The problem: Copy the entries exactly, through the "use crate::domain::users::user::User;" line.

Record extracts:
== Segment start ==
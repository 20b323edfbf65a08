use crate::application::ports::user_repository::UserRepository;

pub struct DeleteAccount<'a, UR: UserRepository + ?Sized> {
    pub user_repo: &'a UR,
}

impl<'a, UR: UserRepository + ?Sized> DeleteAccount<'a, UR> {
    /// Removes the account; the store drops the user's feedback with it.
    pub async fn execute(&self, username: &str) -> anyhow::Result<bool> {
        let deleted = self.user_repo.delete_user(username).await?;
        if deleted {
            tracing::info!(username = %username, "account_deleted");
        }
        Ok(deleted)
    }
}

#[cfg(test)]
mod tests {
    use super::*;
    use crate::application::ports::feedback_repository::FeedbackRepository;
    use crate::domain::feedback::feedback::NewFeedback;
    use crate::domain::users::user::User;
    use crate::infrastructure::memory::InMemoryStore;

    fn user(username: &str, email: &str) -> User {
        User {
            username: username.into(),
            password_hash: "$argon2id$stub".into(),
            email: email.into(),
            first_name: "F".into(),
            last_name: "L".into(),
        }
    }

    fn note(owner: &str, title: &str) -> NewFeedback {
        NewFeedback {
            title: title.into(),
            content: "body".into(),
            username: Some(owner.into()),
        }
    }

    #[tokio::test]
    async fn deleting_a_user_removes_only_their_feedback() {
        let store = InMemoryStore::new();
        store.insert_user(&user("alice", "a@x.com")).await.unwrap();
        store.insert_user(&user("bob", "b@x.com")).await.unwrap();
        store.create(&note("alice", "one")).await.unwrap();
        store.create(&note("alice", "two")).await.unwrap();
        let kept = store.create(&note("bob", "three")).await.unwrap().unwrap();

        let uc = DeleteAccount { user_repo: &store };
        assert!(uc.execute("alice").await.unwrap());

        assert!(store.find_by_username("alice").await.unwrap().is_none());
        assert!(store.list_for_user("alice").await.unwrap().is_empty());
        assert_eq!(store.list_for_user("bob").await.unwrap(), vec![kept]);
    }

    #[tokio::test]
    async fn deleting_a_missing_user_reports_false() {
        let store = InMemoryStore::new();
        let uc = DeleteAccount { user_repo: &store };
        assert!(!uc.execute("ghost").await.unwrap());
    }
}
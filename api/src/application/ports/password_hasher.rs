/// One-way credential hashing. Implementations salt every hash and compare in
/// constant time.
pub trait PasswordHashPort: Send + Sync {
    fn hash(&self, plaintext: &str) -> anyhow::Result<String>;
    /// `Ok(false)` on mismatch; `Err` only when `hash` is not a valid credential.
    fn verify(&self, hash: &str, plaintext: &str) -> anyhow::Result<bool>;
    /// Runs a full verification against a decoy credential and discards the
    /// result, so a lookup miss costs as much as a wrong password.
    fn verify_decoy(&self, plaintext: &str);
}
== Segment end ==
Answer to the problem:
repository 20b323edfbf65a08
use crate::application::ports::user_repository::UserRepository;

pub struct DeleteAccount<'a, UR: UserRepository + ?Sized> {
    pub user_repo: &'a UR,
}

impl<'a, UR: UserRepository + ?Sized> DeleteAccount<'a, UR> {
    /// Removes the account; the store drops the user's feedback with it.
    pub async fn execute(&self, username: &str) -> anyhow::Result<bool> {
        let deleted = self.user_repo.delete_user(username).await?;
        if deleted {
            tracing::info!(username = %username, "account_deleted");
        }
        Ok(deleted)
    }
}

#[cfg(test)]
mod tests {
    use super::*;
    use crate::application::ports::feedback_repository::FeedbackRepository;
    use crate::domain::feedback::feedback::NewFeedback;
    use crate::domain::users::user::User;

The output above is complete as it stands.